### EXERCISE OBJECTIVE:
Copy out the lines of the material that include the string "resolved".

======== DATA PROVIDED ========

// SPDX-License-Identifier: AGPL-3.0-or-later
// Copyright (c) 2025 lacklustr@protonmail.com https://github.com/eadf
// This file is part of the viewmap crate.

//! [`HostObject`] implementations for the host visible types

use super::{HostObject, HostValue, no_arguments, no_attribute, single_argument};
use crate::{
    ViewMapError,
    functions::{UnaryFunction1D, functions1d::GetOccludersF1D},
    id::Id,
    stroke::StrokeVertexIterator,
    view_map::{FEdgeId, SVertexId, ViewEdgeId, ViewMap},
    view_vertex::TVertex,
};

impl<'a> HostObject<'a> for TVertex {
    fn type_name(&self) -> &'static str {
        "TVertex"
    }

    fn class_hierarchy(&self) -> &'static [&'static str] {
        &["Interface0D", "ViewVertex", "TVertex"]
    }

    fn get_attr(&self, name: &str) -> Result<HostValue<'a>, ViewMapError> {
        Ok(match name {
            "front_svertex" => self.front_svertex().into(),
            "back_svertex" => self.back_svertex().into(),
            "id" => self.id().into(),
            _ => return Err(no_attribute(self, name)),
        })
    }

    fn set_attr(&mut self, name: &str, value: HostValue<'a>) -> Result<(), ViewMapError> {
        match name {
            "front_svertex" => self.set_front_svertex(SVertexId::try_from(value)?),
            "back_svertex" => self.set_back_svertex(SVertexId::try_from(value)?),
            "id" => self.set_id(Id::try_from(value)?),
            _ => return Err(no_attribute(self, name)),
        }
        Ok(())
    }

    fn call_method(
        &mut self,
        map: &ViewMap,
        name: &str,
        args: &[HostValue<'a>],
    ) -> Result<HostValue<'a>, ViewMapError> {
        Ok(match name {
            "get_svertex" => {
                let fedge = FEdgeId::try_from(single_argument(name, args)?.clone())?;
                self.get_svertex(map, fedge).into()
            }
            "get_mate" => {
                let edge = ViewEdgeId::try_from(single_argument(name, args)?.clone())?;
                self.mate(edge).into()
            }
            _ => return Err(no_attribute(self, name)),
        })
    }
}

impl<'a> HostObject<'a> for StrokeVertexIterator<'a> {
    fn type_name(&self) -> &'static str {
        "StrokeVertexIterator"
    }

    fn class_hierarchy(&self) -> &'static [&'static str] {
        &["Iterator", "StrokeVertexIterator"]
    }

    fn get_attr(&self, name: &str) -> Result<HostValue<'a>, ViewMapError> {
        Ok(match name {
            "object" => HostValue::StrokeVertex(self.object()?.clone()),
            "t" => self.t().into(),
            "u" => self.u().into(),
            "at_last" => self.at_last().into(),
            "is_begin" => self.is_begin().into(),
            "is_end" => self.is_end().into(),
            _ => return Err(no_attribute(self, name)),
        })
    }

    fn set_attr(&mut self, name: &str, _value: HostValue<'a>) -> Result<(), ViewMapError> {
        match name {
            "object" | "t" | "u" | "at_last" | "is_begin" | "is_end" => Err(
                ViewMapError::InvalidArgument(format!("attribute '{name}' is read-only")),
            ),
            _ => Err(no_attribute(self, name)),
        }
    }

    /// `__iter__` re-arms the cursor and hands it back, `__next__` yields the next vertex or fails
    /// with `IterationStopped`. `incremented`, `decremented` and `reversed` return new cursors.
    fn call_method(
        &mut self,
        _map: &ViewMap,
        name: &str,
        args: &[HostValue<'a>],
    ) -> Result<HostValue<'a>, ViewMapError> {
        if !matches!(
            name,
            "__iter__" | "__next__" | "incremented" | "decremented" | "reversed"
        ) {
            return Err(no_attribute(self, name));
        }
        no_arguments(name, args)?;
        Ok(match name {
            "__next__" => HostValue::StrokeVertex(self.advance()?.clone()),
            "incremented" => HostValue::StrokeVertexIterator(self.incremented()?),
            "decremented" => HostValue::StrokeVertexIterator(self.decremented()?),
            "reversed" => HostValue::StrokeVertexIterator(self.reversed()),
            _ => HostValue::StrokeVertexIterator(self.start_iteration().clone()),
        })
    }
}

impl<'a> HostObject<'a> for GetOccludersF1D {
    fn type_name(&self) -> &'static str {
        "GetOccludersF1D"
    }

    fn class_hierarchy(&self) -> &'static [&'static str] {
        &[
            "UnaryFunction1D",
            "UnaryFunction1DVectorViewShape",
            "GetOccludersF1D",
        ]
    }

    fn get_attr(&self, name: &str) -> Result<HostValue<'a>, ViewMapError> {
        Err(no_attribute(self, name))
    }

    fn set_attr(&mut self, name: &str, _value: HostValue<'a>) -> Result<(), ViewMapError> {
        Err(no_attribute(self, name))
    }

    /// `__call__` takes a ViewEdge, a Chain or a Stroke and returns the list of its occluders
    fn call_method(
        &mut self,
        map: &ViewMap,
        name: &str,
        args: &[HostValue<'a>],
    ) -> Result<HostValue<'a>, ViewMapError> {
        match name {
            "__call__" => {
                let arg = single_argument(name, args)?;
                let inter = arg.as_interface_1d().ok_or_else(|| {
                    ViewMapError::InvalidArgument(format!(
                        "argument 1 must be an Interface1D, not {}",
                        arg.type_name()
                    ))
                })?;
                Ok(HostValue::ViewShapes(self.evaluate(map, &inter)?))
            }
            _ => Err(no_attribute(self, name)),
        }
    }
}
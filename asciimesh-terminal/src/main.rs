//! asciimesh - spin an OBJ mesh as shaded ASCII art in the terminal
//!
//! Controls:
//!   - Q / ESC / Ctrl-C: Quit
//!
//! Usage:
//!   asciimesh [MESH]               - Render MESH (default Torus.obj) until quit
//!   asciimesh MESH --frames 100    - Stop after 100 frames
//!   asciimesh MESH --headless      - Write frames to stdout as plain text
//!   asciimesh MESH --export out.obj - Re-save the loaded mesh and exit

use anyhow::{Context, Result};
use clap::{Parser, ValueEnum};
use std::io;
use std::path::PathBuf;
use tracing_subscriber::EnvFilter;

use asciimesh_core::{obj, Scene};
use asciimesh_terminal::{terminal_viewport, App, CancellationToken, RenderConfig, TerminalSink, TextSink};

#[derive(Debug, Clone, Copy, ValueEnum)]
enum LogLevel {
    Trace,
    Debug,
    Info,
    Warn,
    Error,
}

impl std::fmt::Display for LogLevel {
    fn fmt(&self, f: &mut std::fmt::Formatter<'_>) -> std::fmt::Result {
        match self {
            LogLevel::Trace => write!(f, "trace"),
            LogLevel::Debug => write!(f, "debug"),
            LogLevel::Info => write!(f, "info"),
            LogLevel::Warn => write!(f, "warn"),
            LogLevel::Error => write!(f, "error"),
        }
    }
}

#[derive(Parser)]
#[command(name = "asciimesh")]
#[command(version)]
#[command(about = "Rotate a triangle mesh as shaded ASCII art in the terminal")]
struct Cli {
    /// OBJ file to render
    #[arg(default_value = "Torus.obj")]
    mesh: PathBuf,

    /// Stop after this many frames
    #[arg(long, value_name = "N")]
    frames: Option<u64>,

    /// Cap the frame rate (unlimited when omitted)
    #[arg(long, value_name = "FPS")]
    fps: Option<u32>,

    /// Yaw added per frame, in radians
    #[arg(long, default_value_t = 0.001, allow_negative_numbers = true)]
    yaw_step: f32,

    /// Pitch added per frame, in radians
    #[arg(long, default_value_t = 0.0, allow_negative_numbers = true)]
    pitch_step: f32,

    /// Write the loaded mesh to this path and exit
    #[arg(long, value_name = "PATH")]
    export: Option<PathBuf>,

    /// Print frames to stdout as plain text instead of drawing full-screen
    #[arg(long)]
    headless: bool,

    /// Set logging level (trace, debug, info, warn, error); overrides RUST_LOG
    #[arg(long, value_name = "LEVEL")]
    log_level: Option<LogLevel>,
}

fn main() -> Result<()> {
    let cli = Cli::parse();
    init_logging(cli.log_level);

    let mesh = obj::load_obj(&cli.mesh)
        .with_context(|| format!("Failed to load mesh {}", cli.mesh.display()))?;

    if let Some(path) = &cli.export {
        obj::save_obj(&mesh, path).with_context(|| format!("Failed to export mesh to {}", path.display()))?;
        return Ok(());
    }

    let scene = Scene::new(mesh).context("Mesh cannot be rendered")?;
    let config = RenderConfig {
        pitch_step: cli.pitch_step,
        yaw_step: cli.yaw_step,
        target_fps: cli.fps,
        max_frames: cli.frames,
    };
    let mut app = App::new(scene, terminal_viewport(), config);
    let cancel = CancellationToken::new();

    if cli.headless {
        let mut sink = TextSink::new(io::stdout().lock());
        app.run(&mut sink, &cancel)?;
    } else {
        let mut sink = TerminalSink::new().context("Failed to set up the terminal")?;
        app.run(&mut sink, &cancel)?;
    }

    Ok(())
}

/// Log to stderr; defaults to warnings so full-screen output stays clean
fn init_logging(level: Option<LogLevel>) {
    let filter = match level {
        Some(level) => EnvFilter::new(level.to_string()),
        None => EnvFilter::try_from_default_env().unwrap_or_else(|_| EnvFilter::new("warn")),
    };

    tracing_subscriber::fmt()
        .with_env_filter(filter)
        .with_writer(io::stderr)
        .init();
}
/// asciimesh core library - mesh loading, transformation and projection
///
/// Everything here is independent of the terminal: OBJ parsing, the bounding
/// box and camera placement, the rotation matrix, perspective projection and
/// flat shading.

pub mod bounds;
pub mod error;
pub mod geometry;
pub mod obj;
pub mod projection;
pub mod scene;
pub mod shading;
pub mod transform;

// Re-export commonly used types
pub use bounds::BoundingBox;
pub use error::{MeshError, Result};
pub use geometry::{Face, Mesh, Vertex};
pub use projection::{Camera, ScreenTriangle, Viewport};
pub use scene::Scene;
pub use transform::{RotationState, Transform};
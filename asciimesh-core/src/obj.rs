/// Wavefront OBJ loading and saving (positions and triangular faces only)
use nom::{
    bytes::complete::{tag, take_till},
    character::complete::{char, i64 as index, space1},
    combinator::opt,
    multi::many1,
    number::complete::float,
    sequence::preceded,
    IResult,
};
use std::fs;
use std::io::{self, BufWriter, Write};
use std::path::Path;
use tracing::{debug, info, warn};

use crate::error::{MeshError, Result};
use crate::geometry::{Face, Mesh, Vertex};

/// Load a mesh from an OBJ file on disk
pub fn load_obj<P: AsRef<Path>>(path: P) -> Result<Mesh> {
    let path = path.as_ref();
    let bytes = fs::read(path).map_err(|source| MeshError::Io {
        path: path.to_path_buf(),
        source,
    })?;

    // Names and comments may be in any encoding; only ASCII records are read
    let text = String::from_utf8_lossy(&bytes);
    let mesh = parse_obj(&text)?;
    info!(
        path = %path.display(),
        vertices = mesh.vertex_count(),
        faces = mesh.face_count(),
        "loaded mesh"
    );
    Ok(mesh)
}

/// Save a mesh to disk in the same line format `load_obj` reads
pub fn save_obj<P: AsRef<Path>>(mesh: &Mesh, path: P) -> Result<()> {
    let path = path.as_ref();
    let io_error = |source| MeshError::Io {
        path: path.to_path_buf(),
        source,
    };

    let file = fs::File::create(path).map_err(io_error)?;
    let mut writer = BufWriter::new(file);
    write_obj(mesh, &mut writer).map_err(io_error)?;
    writer.flush().map_err(io_error)?;

    info!(path = %path.display(), "saved mesh");
    Ok(())
}

/// Write `v` records followed by `f` records with 1-based indices
pub fn write_obj<W: Write>(mesh: &Mesh, mut writer: W) -> io::Result<()> {
    for v in mesh.vertices() {
        writeln!(writer, "v {} {} {}", v.x, v.y, v.z)?;
    }
    for face in mesh.faces() {
        let [a, b, c] = face.indices;
        writeln!(writer, "f {} {} {}", a + 1, b + 1, c + 1)?;
    }
    Ok(())
}

/// Parse OBJ text into a validated, non-empty mesh.
///
/// Malformed face records are skipped with a warning. Malformed vertex
/// records fail the parse, since dropping one would shift every later index.
pub fn parse_obj(input: &str) -> Result<Mesh> {
    let mut vertices: Vec<Vertex> = Vec::new();
    // Source line, then resolved 0-based indices paired with the references as written
    let mut triangles: Vec<(usize, [(i64, i64); 3])> = Vec::new();

    for (line_idx, raw) in input.lines().enumerate() {
        let line_no = line_idx + 1;
        let line = raw.trim();

        match line.split_whitespace().next() {
            Some("v") => match vertex_record(line) {
                Ok((_, vertex)) => vertices.push(vertex),
                Err(_) => {
                    return Err(MeshError::Parse {
                        line: line_no,
                        message: format!("malformed vertex record: {line}"),
                    });
                }
            },
            Some("f") => match face_record(line) {
                Ok(("", refs)) if refs.len() >= 3 => {
                    if refs.len() > 3 {
                        debug!(line = line_no, corners = refs.len(), "triangulating polygon face");
                    }
                    let resolved: Vec<(i64, i64)> = refs
                        .iter()
                        .map(|&r| (resolve_index(r, vertices.len()), r))
                        .collect();
                    for i in 1..resolved.len() - 1 {
                        triangles.push((line_no, [resolved[0], resolved[i], resolved[i + 1]]));
                    }
                }
                _ => warn!(line = line_no, record = line, "unsupported face format, skipping"),
            },
            _ => {}
        }
    }

    if vertices.is_empty() || triangles.is_empty() {
        return Err(MeshError::Empty);
    }

    let vertex_count = vertices.len();
    let mut faces = Vec::with_capacity(triangles.len());
    for &(line, corners) in &triangles {
        let mut indices = [0usize; 3];
        for (slot, &(resolved, written)) in indices.iter_mut().zip(corners.iter()) {
            *slot = usize::try_from(resolved)
                .ok()
                .filter(|&i| i < vertex_count)
                .ok_or(MeshError::FaceReferenceOutOfRange {
                    line,
                    index: written,
                    vertex_count,
                })?;
        }
        faces.push(Face { indices });
    }

    Mesh::new(vertices, faces)
}

/// Convert a file reference to a 0-based index. Positive references are
/// 1-based, negative ones count back from the most recent vertex, and zero
/// is never valid.
fn resolve_index(reference: i64, vertices_so_far: usize) -> i64 {
    match reference {
        r if r > 0 => r - 1,
        r if r < 0 => vertices_so_far as i64 + r,
        _ => -1,
    }
}

fn vertex_record(input: &str) -> IResult<&str, Vertex> {
    let (input, _) = tag("v")(input)?;
    let (input, x) = preceded(space1, float)(input)?;
    let (input, y) = preceded(space1, float)(input)?;
    let (input, z) = preceded(space1, float)(input)?;
    Ok((input, Vertex::new(x, y, z)))
}

/// `f` followed by references such as `3`, `3/1` or `3/1/2`; only the
/// leading vertex index of each reference is kept
fn face_record(input: &str) -> IResult<&str, Vec<i64>> {
    let (input, _) = tag("f")(input)?;
    many1(preceded(space1, face_ref))(input)
}

fn face_ref(input: &str) -> IResult<&str, i64> {
    let (input, vertex) = index(input)?;
    let (input, _) = opt(preceded(char('/'), take_till(|c: char| c.is_whitespace())))(input)?;
    Ok((input, vertex))
}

========

### TASK RESULT:
    // Source line, then resolved 0-based indices paired with the references as written
                    let resolved: Vec<(i64, i64)> = refs
                    for i in 1..resolved.len() - 1 {
                        triangles.push((line_no, [resolved[0], resolved[i], resolved[i + 1]]));
        for (slot, &(resolved, written)) in indices.iter_mut().zip(corners.iter()) {
            *slot = usize::try_from(resolved)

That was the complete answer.